● **WORK TO BE COMPLETED**
Search the entries below for "offsets". Report each line where it occurs.

● **INFORMATION GIVEN**

%%

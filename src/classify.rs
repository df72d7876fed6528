//! Single-window cascade evaluation.
//!
//! The classifier walks every tree of a [`FaceCascade`] over one detection
//! window. Each internal node compares two pixel intensities at positions
//! derived from the node's signed offsets, the window center and the
//! window scale; offsets are fractions of the scale in units of 1/256, so
//! the walk runs in 24.8 fixed point with a single shift per probe.
//!
//! The running leaf sum is checked against the stage threshold after every
//! tree: falling to or below it rejects the window immediately, which is
//! what makes scanning whole images cheap. An accepted window scores
//! `sum - thresholds[last]`.

use crate::cascade::FaceCascade;
use crate::image::ImageView;

impl FaceCascade {
    /// Evaluate the cascade on the window centered at `(row, col)` with
    /// side length `scale`.
    ///
    /// Returns `None` when a stage rejects the window, otherwise the final
    /// score. Probe positions are not bounds-checked: the caller must keep
    /// the whole window inside the image, as the scanner's margin does.
    pub fn classify(
        &self,
        img: &ImageView<'_>,
        row: usize,
        col: usize,
        scale: usize,
    ) -> Option<f32> {
        let leaves = 1usize << self.tree_depth;
        let r = (row * 256) as i32;
        let c = (col * 256) as i32;
        let s = scale as i32;
        let stride = img.stride;

        let mut sum = 0.0f32;
        let mut node_base = 0usize;
        let mut leaf_base = 0usize;

        for t in 0..self.tree_count as usize {
            let mut k = 1usize;
            for _ in 0..self.tree_depth {
                let off = node_base + 4 * k;
                let o = &self.codes[off..off + 4];

                let p1 = img.pixels[((r + o[0] as i32 * s) >> 8) as usize * stride
                    + ((c + o[1] as i32 * s) >> 8) as usize];
                let p2 = img.pixels[((r + o[2] as i32 * s) >> 8) as usize * stride
                    + ((c + o[3] as i32 * s) >> 8) as usize];

                k = 2 * k + usize::from(p1 <= p2);
            }
            sum += self.preds[leaf_base + k - leaves];

            if sum <= self.thresholds[t] {
                return None;
            }
            node_base += 4 * leaves;
            leaf_base += leaves;
        }

        Some(sum - self.thresholds[self.tree_count as usize - 1])
    }

    /// Like [`classify`](Self::classify), with every probe offset rotated
    /// by the precomputed `(cos, sin)` of the detection angle.
    ///
    /// Rotation can push a probe past the axis-aligned scan margin, so
    /// this variant clamps probe coordinates to the image. With a zero
    /// angle it is bit-identical to the unrotated walk.
    pub fn classify_rotated(
        &self,
        img: &ImageView<'_>,
        row: usize,
        col: usize,
        scale: usize,
        cos: f32,
        sin: f32,
    ) -> Option<f32> {
        let leaves = 1usize << self.tree_depth;
        let r = (row * 256) as i32;
        let c = (col * 256) as i32;
        let s = scale as f32;
        let stride = img.stride;
        let max_row = img.rows as i32 - 1;
        let max_col = img.cols as i32 - 1;

        let mut sum = 0.0f32;
        let mut node_base = 0usize;
        let mut leaf_base = 0usize;

        for t in 0..self.tree_count as usize {
            let mut k = 1usize;
            for _ in 0..self.tree_depth {
                let off = node_base + 4 * k;
                let o0 = self.codes[off] as f32;
                let o1 = self.codes[off + 1] as f32;
                let o2 = self.codes[off + 2] as f32;
                let o3 = self.codes[off + 3] as f32;

                let r1 = ((r + ((o0 * cos - o1 * sin) * s) as i32) >> 8).clamp(0, max_row);
                let c1 = ((c + ((o0 * sin + o1 * cos) * s) as i32) >> 8).clamp(0, max_col);
                let r2 = ((r + ((o2 * cos - o3 * sin) * s) as i32) >> 8).clamp(0, max_row);
                let c2 = ((c + ((o2 * sin + o3 * cos) * s) as i32) >> 8).clamp(0, max_col);

                let p1 = img.pixels[r1 as usize * stride + c1 as usize];
                let p2 = img.pixels[r2 as usize * stride + c2 as usize];

                k = 2 * k + usize::from(p1 <= p2);
            }
            sum += self.preds[leaf_base + k - leaves];

            if sum <= self.thresholds[t] {
                return None;
            }
            node_base += 4 * leaves;
            leaf_base += leaves;
        }

        Some(sum - self.thresholds[self.tree_count as usize - 1])
    }
}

%%

● **TASK RESPONSE**
//! derived from the node's signed offsets, the window center and the
//! window scale; offsets are fractions of the scale in units of 1/256, so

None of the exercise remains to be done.